3.1. Histological Study

3.1.1. Macroscopic Evaluation

As expected when using this model, all rabbits developed degenerative changes associated with osteoarthritis after anterior cruciate ligament section. When treatment effect was evaluated together with survival time, CGH-NC was found to lead to significantly better macroscopic values, compared to CTR and also to CGH (p < 0.01), meaning that cartilage appearance in these rabbits was closer to that of a healthy one (Figure 2 and Figure 3).

3.1.2. Microscopic Evaluation

  • Articular Cartilage
All microscopic cartilage variables except for “cluster formation” showed a significant worsening (p < 0.05) over time regardless of the treatment group. Only the “chondrocyte density” variable showed a statistically significant effect (p = 0.09) of CGH-NC over time, compared to the rest of the study groups (Figure 4 and Figure 6).
b.
Subchondral Bone
A significant worsening (p < 0.05) with the survival time occurred regardless of the treatment group (Figure 5 and Figure 6).
c.
Synovial membrane
Significantly better values (p < 0.01) were observed in the CGH-NC group, compared to CTR and CGH, regardless of the survival time, showing a less inflammatory stage. This variable was also influenced by the survival time regardless of the treatment group (p = 0.05) (Figure 7 and Figure 8).

3.2. Hyaluronic Acid

Synovial fluid analysis showed that CGH-NC administration was the only factor associated with changes in HA synovial fluid concentrations regardless of the survival time, leading to higher values (p = 0.07) (Figure 9) (Table 1).

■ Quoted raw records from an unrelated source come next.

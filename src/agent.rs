//! 按配置装配 DialogueController
//!
//! LLM 后端、长期记忆后端、Google 凭据与服务、Web 搜索回退链、工具分发表与执行器。
//! Google 凭据不可用时相关工具仍然注册，调用时报告 "service not initialized"。

use std::sync::Arc;

use crate::config::AppConfig;
use crate::core::AgentError;
use crate::dialogue::{AgentContext, DialogueController};
use crate::llm::{LlmClient, MockLlmClient, OpenAiClient, ProviderPreset, DEEPSEEK, GEMINI};
use crate::memory::{InMemoryStore, MemoryStore, SqliteMemoryStore};
use crate::services::{
    parse_timezone, AuthorizedUserFile, CalendarService, CredentialProvider, DriveService,
    GmailClient, GoogleApi, GoogleCalendarClient, GoogleDriveClient, MailService, StaticToken,
    WebSearch,
};
use crate::tools::{
    CalendarTools, DriveSearchTool, MailSearchTool, MailSendTool, MailUnreadTool, ToolExecutor,
    ToolRegistry, WebSearchTool,
};

fn env_present(var: &str) -> bool {
    std::env::var(var).map(|v| !v.trim().is_empty()).unwrap_or(false)
}

fn preset_client(
    preset: &ProviderPreset,
    model: Option<&str>,
    temperature: Option<f32>,
) -> Arc<dyn LlmClient> {
    let client = preset.client(model).with_temperature(temperature);
    tracing::info!("Using {} LLM ({})", preset.name, client.model());
    Arc::new(client)
}

/// 按 [llm].provider 创建客户端；对应 API Key 缺失时回退到 Mock
pub fn create_llm_from_config(cfg: &AppConfig) -> Arc<dyn LlmClient> {
    let provider = cfg.llm.provider.trim().to_lowercase();
    let model = cfg.llm.model.as_deref();
    let temperature = cfg.llm.temperature;

    match provider.as_str() {
        "gemini" if GEMINI.has_key() => preset_client(&GEMINI, model, temperature),
        "deepseek" if DEEPSEEK.has_key() => preset_client(&DEEPSEEK, model, temperature),
        "openai" if env_present("OPENAI_API_KEY") => {
            let client = OpenAiClient::new(
                cfg.llm.base_url.as_deref(),
                model.unwrap_or("gpt-4o-mini"),
                None,
            )
            .with_temperature(temperature);
            tracing::info!("Using OpenAI LLM ({})", client.model());
            Arc::new(client)
        }
        "mock" => Arc::new(MockLlmClient::new()),
        other => {
            tracing::warn!(provider = other, "No API key set or provider unknown, using Mock LLM");
            Arc::new(MockLlmClient::new())
        }
    }
}

/// 按 [memory].backend 创建长期记忆
pub fn create_memory_from_config(cfg: &AppConfig) -> Result<Arc<dyn MemoryStore>, AgentError> {
    match cfg.memory.backend.trim().to_lowercase().as_str() {
        "memory" => Ok(Arc::new(InMemoryStore::new(cfg.memory.max_entries))),
        "sqlite" => {
            let store = SqliteMemoryStore::open(&cfg.memory.path)?
                .with_scan_limit(cfg.memory.max_entries);
            tracing::info!(path = %cfg.memory.path.display(), "SQLite memory opened");
            Ok(Arc::new(store))
        }
        other => Err(AgentError::ConfigError(format!(
            "unknown memory backend '{other}' (expected memory or sqlite)"
        ))),
    }
}

/// GOOGLE_ACCESS_TOKEN 优先，其次 [google].token_path；都不可用时返回 None
pub fn create_credentials(cfg: &AppConfig) -> Option<Arc<dyn CredentialProvider>> {
    if let Some(token) = StaticToken::from_env() {
        return Some(Arc::new(token));
    }
    match AuthorizedUserFile::load(&cfg.google.token_path) {
        Ok(file) => Some(Arc::new(file)),
        Err(e) => {
            tracing::warn!("Google services unavailable: {}", e);
            None
        }
    }
}

/// Google 服务句柄；凭据缺失时三者皆为 None
#[derive(Clone, Default)]
pub struct GoogleServices {
    pub mail: Option<Arc<dyn MailService>>,
    pub calendar: Option<Arc<dyn CalendarService>>,
    pub drive: Option<Arc<dyn DriveService>>,
}

impl GoogleServices {
    pub fn from_credentials(
        credentials: Option<Arc<dyn CredentialProvider>>,
        timeout_secs: u64,
    ) -> Self {
        let Some(credentials) = credentials else {
            return Self::default();
        };
        let api = GoogleApi::new(credentials, timeout_secs);
        Self {
            mail: Some(Arc::new(GmailClient::new(api.clone()))),
            calendar: Some(Arc::new(GoogleCalendarClient::new(api.clone()))),
            drive: Some(Arc::new(GoogleDriveClient::new(api))),
        }
    }
}

/// 构建完整的工具分发表（每种 ToolKind 恰好一个实现）
pub fn build_registry(
    cfg: &AppConfig,
    services: GoogleServices,
    web: WebSearch,
) -> Result<ToolRegistry, AgentError> {
    let t = &cfg.tools;
    let calendar = CalendarTools::new(
        services.calendar,
        t.calendar_limit,
        t.calendar_days_ahead,
        t.default_timezone.clone(),
    );

    let mut registry = ToolRegistry::new();
    registry.register(MailSendTool::new(services.mail.clone()))?;
    registry.register(MailSearchTool::new(services.mail.clone(), t.mail_limit))?;
    registry.register(MailUnreadTool::new(services.mail, t.mail_limit))?;
    registry.register(DriveSearchTool::new(services.drive, t.drive_limit))?;
    registry.register(calendar.search())?;
    registry.register(calendar.upcoming())?;
    registry.register(calendar.create())?;
    registry.register(calendar.delete())?;
    registry.register(WebSearchTool::new(web, &cfg.web_search))?;
    Ok(registry)
}

/// 由配置装配 DialogueController
pub fn build_controller(cfg: &AppConfig) -> Result<DialogueController, AgentError> {
    parse_timezone(&cfg.tools.default_timezone)
        .map_err(|e| AgentError::ConfigError(format!("[tools].default_timezone: {e}")))?;

    let llm = create_llm_from_config(cfg);
    let memory = create_memory_from_config(cfg)?;
    let services = GoogleServices::from_credentials(create_credentials(cfg), cfg.google.timeout_secs);
    let web = WebSearch::from_env(cfg.web_search.timeout_secs);
    if web.is_empty() {
        tracing::warn!("No web search API key set (TAVILY_API_KEY / BRAVE_API_KEY / SERPER_API_KEY)");
    }

    let registry = build_registry(cfg, services, web)?;
    let executor = Arc::new(ToolExecutor::new(registry, cfg.tools.tool_timeout_secs));

    let mut ctx = AgentContext::new(llm, memory, executor)
        .with_thread_id(cfg.app.thread_id.clone())
        .with_user_id(cfg.app.user_id.clone())
        .with_memory_limit(cfg.memory.search_limit)
        .with_max_context_turns(cfg.app.max_context_turns);
    if let Some(prompt) = cfg.app.system_prompt.as_deref().filter(|p| !p.trim().is_empty()) {
        ctx = ctx.with_system_prompt(prompt);
    }
    Ok(DialogueController::new(ctx))
}
//! 核心：错误类型

pub mod error;

pub use error::{AgentError, ToolError};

3.3. MRI Imaging Biomarkers

3.3.1. Articular Cartilage Biomarkers

MRI cartilage biomarkers revealed significant differences in nearly all variables between healthy and OA groups, regardless of the treatment. When treatments were compared, only significantly lower “T2 Femoral PL” values (p < 0.05) were observed with CGH-NC, compared to CTR. “T2 Tibial TM” compared to CTR group showed a p value of 0.07 (Figure 10).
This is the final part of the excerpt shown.